Re: Unicode in VFAT file system

From: John Cowan (jcowan@reutershealth.com)
Date: Fri Jul 21 2000 - 13:24:02 EDT


Peter_Constable@sil.org wrote:

> Why does it say there are three varieties when a 16-bit datum can only be
> serialised in two orders?

The simplest way to think about it is to remember that a MIME charset is meant
to provide *minimal* information for the receiver to convert bytes into
characters.
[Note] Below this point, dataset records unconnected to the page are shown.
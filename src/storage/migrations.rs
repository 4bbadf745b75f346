//! # Database Migration Management
//!
//! Handles schema evolution using SQL migration files loaded from the
//! `migrations/` directory. Migrations are sorted by filename, executed
//! inside transactions, and recorded with checksums in a tracking table.

use crate::errors::{Error, Result};
use crate::storage::DbPool;
use serde::{Deserialize, Serialize};
use sha2::{Digest, Sha256};
use sqlx::Row;
use tracing::{error, info};

/// Migration information structure
#[derive(Debug, Clone, Serialize, Deserialize)]
pub struct MigrationInfo {
    pub version: i64,
    pub description: String,
    pub installed_on: chrono::DateTime<chrono::Utc>,
    pub execution_time: i64,
    pub checksum: Vec<u8>,
}

/// Get migrations directory path
fn get_migrations_dir() -> std::path::PathBuf {
    // Try to find migrations directory relative to current working directory
    let cwd = std::env::current_dir().unwrap_or_else(|_| std::path::PathBuf::from("."));
    let migrations_dir = cwd.join("migrations");

    if migrations_dir.exists() {
        migrations_dir
    } else {
        // Fallback: try relative to executable location
        let exe_dir = std::env::current_exe()
            .ok()
            .and_then(|p| p.parent().map(|p| p.to_path_buf()))
            .unwrap_or_else(|| std::path::PathBuf::from("."));
        exe_dir.join("migrations")
    }
}

/// Load migration files from filesystem
fn load_migrations() -> Result<Vec<(String, String)>> {
    let migrations_dir = get_migrations_dir();
    load_migrations_from(&migrations_dir)
}

fn load_migrations_from(migrations_dir: &std::path::Path) -> Result<Vec<(String, String)>> {
    if !migrations_dir.exists() {
        return Err(Error::validation(format!(
            "Migrations directory not found: {}",
            migrations_dir.display()
        )));
    }

    let mut migrations = Vec::new();
    let entries = std::fs::read_dir(migrations_dir).map_err(|e| {
        Error::validation(format!(
            "Failed to read migrations directory {}: {}",
            migrations_dir.display(),
            e
        ))
    })?;

    for entry in entries {
        let entry = entry
            .map_err(|e| Error::validation(format!("Failed to read migration file entry: {}", e)))?;

        let path = entry.path();
        if path.extension().and_then(|s| s.to_str()) == Some("sql") {
            let filename = path.file_stem().and_then(|s| s.to_str()).ok_or_else(|| {
                Error::validation(format!("Invalid migration filename: {}", path.display()))
            })?;

            let content = std::fs::read_to_string(&path).map_err(|e| {
                Error::validation(format!(
                    "Failed to read migration file {}: {}",
                    path.display(),
                    e
                ))
            })?;

            migrations.push((filename.to_string(), content));
        }
    }

    // Sort migrations by filename (which should include timestamp)
    migrations.sort_by(|a, b| a.0.cmp(&b.0));

    if migrations.is_empty() {
        return Err(Error::validation(format!(
            "No migration files found in {}",
            migrations_dir.display()
        )));
    }

    info!("Loaded {} migration files from {}", migrations.len(), migrations_dir.display());
    Ok(migrations)
}

/// Run all pending database migrations
pub async fn run_migrations(pool: &DbPool) -> Result<()> {
    info!("Starting database migration process");

    create_migration_table(pool).await?;

    let migrations = load_migrations()?;

    let applied = get_applied_migration_versions(pool).await?;

    let mut migrations_run = 0;
    for (filename, sql) in &migrations {
        let version = extract_version_from_filename(filename)?;

        if applied.contains(&version) {
            info!(version = version, "Migration already applied: {}", filename);
            continue;
        }

        info!(version = version, "Running migration: {}", filename);
        let start_time = std::time::Instant::now();

        // Execute migration in a transaction
        let mut tx = pool
            .begin()
            .await
            .map_err(|e| Error::database(e, "Failed to start migration transaction"))?;

        // Run the migration SQL using raw_sql to support multi-statement migrations
        sqlx::raw_sql(sql).execute(&mut *tx).await.map_err(|e| {
            error!(error = %e, migration = filename, "Migration failed");
            Error::database(e, format!("Migration failed: {}", filename))
        })?;

        // Record migration
        let execution_time = start_time.elapsed().as_millis() as i64;
        let checksum = calculate_checksum(sql);
        let now = chrono::Utc::now();

        sqlx::query(
            "INSERT INTO _keygate_migrations (version, description, checksum, execution_time, installed_on) VALUES ($1, $2, $3, $4, $5)"
        )
        .bind(version)
        .bind(filename)
        .bind(&checksum)
        .bind(execution_time)
        .bind(now)
        .execute(&mut *tx)
        .await
        .map_err(|e| {
            error!(error = %e, migration = filename, "Failed to record migration");
            Error::database(e, format!("Failed to record migration: {}", filename))
        })?;

        tx.commit()
            .await
            .map_err(|e| Error::database(e, "Failed to commit migration transaction"))?;

        migrations_run += 1;
        info!(
            version = version,
            execution_time_ms = execution_time,
            "Migration completed: {}",
            filename
        );
    }

    if migrations_run > 0 {
        info!(count = migrations_run, "Database migrations completed");
    } else {
        info!("No pending migrations");
    }

    Ok(())
}

/// Create the migration tracking table
async fn create_migration_table(pool: &DbPool) -> Result<()> {
    sqlx::query(
        r#"
        CREATE TABLE IF NOT EXISTS _keygate_migrations (
            version BIGINT PRIMARY KEY,
            description TEXT NOT NULL,
            checksum BLOB NOT NULL,
            execution_time BIGINT NOT NULL,
            installed_on TIMESTAMP NOT NULL DEFAULT CURRENT_TIMESTAMP
        )
    "#,
    )
    .execute(pool)
    .await
    .map_err(|e| Error::database(e, "Failed to create migration tracking table"))?;

    Ok(())
}

/// Get the set of already applied migration versions
async fn get_applied_migration_versions(pool: &DbPool) -> Result<Vec<i64>> {
    let rows = sqlx::query("SELECT version FROM _keygate_migrations ORDER BY version")
        .fetch_all(pool)
        .await
        .map_err(|e| Error::database(e, "Failed to query applied migrations"))?;

    Ok(rows.iter().map(|row| row.get::<i64, _>("version")).collect())
}

/// List all applied migrations with metadata
pub async fn list_applied_migrations(pool: &DbPool) -> Result<Vec<MigrationInfo>> {
    let rows = sqlx::query(
        "SELECT version, description, checksum, execution_time, installed_on \
         FROM _keygate_migrations ORDER BY version",
    )
    .fetch_all(pool)
    .await
    .map_err(|e| Error::database(e, "Failed to list applied migrations"))?;

    Ok(rows
        .iter()
        .map(|row| MigrationInfo {
            version: row.get("version"),
            description: row.get("description"),
            checksum: row.get("checksum"),
            execution_time: row.get("execution_time"),
            installed_on: row.get("installed_on"),
        })
        .collect())
}

/// Get the current (highest applied) migration version, if any
pub async fn get_migration_version(pool: &DbPool) -> Result<Option<i64>> {
    let row = sqlx::query("SELECT MAX(version) AS version FROM _keygate_migrations")
        .fetch_one(pool)
        .await
        .map_err(|e| Error::database(e, "Failed to query migration version"))?;

    Ok(row.try_get::<Option<i64>, _>("version").unwrap_or(None))
}

/// Extract the numeric version from a migration filename.
///
/// Filenames follow `{version}_{description}.sql`, e.g.
/// `20250115000001_create_identity_schema`.
fn extract_version_from_filename(filename: &str) -> Result<i64> {
    let version_part = filename.split('_').next().ok_or_else(|| {
        Error::validation(format!("Migration filename has no version prefix: {}", filename))
    })?;

    version_part.parse::<i64>().map_err(|_| {
        Error::validation(format!(
            "Migration filename must start with a numeric version: {}",
            filename
        ))
    })
}

/// Calculate a SHA-256 checksum over migration SQL
fn calculate_checksum(sql: &str) -> Vec<u8> {
    let mut hasher = Sha256::new();
    hasher.update(sql.as_bytes());
    hasher.finalize().to_vec()
}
If the receiver gets FF FE 01 02, then it *must* be interpreted
as follows depending on the charset:

        UTF-16: U+0201
        UTF-16BE: U+FFFE U+0102
        UTF-16LE: U+FEFF U+0201

For any given byte sequence, at most two of the charsets produce a meaningful
sequence of characters, since U+FFFE is not a character, but that doesn't
affect charset decoding.

-- 

Schlingt dreifach einen Kreis um dies! || John Cowan <jcowan@reutershealth.com> Schliesst euer Aug vor heiliger Schau, || http://www.reutershealth.com Denn er genoss vom Honig-Tau, || http://www.ccil.org/~cowan Und trank die Milch vom Paradies. -- Coleridge (tr. Politzer)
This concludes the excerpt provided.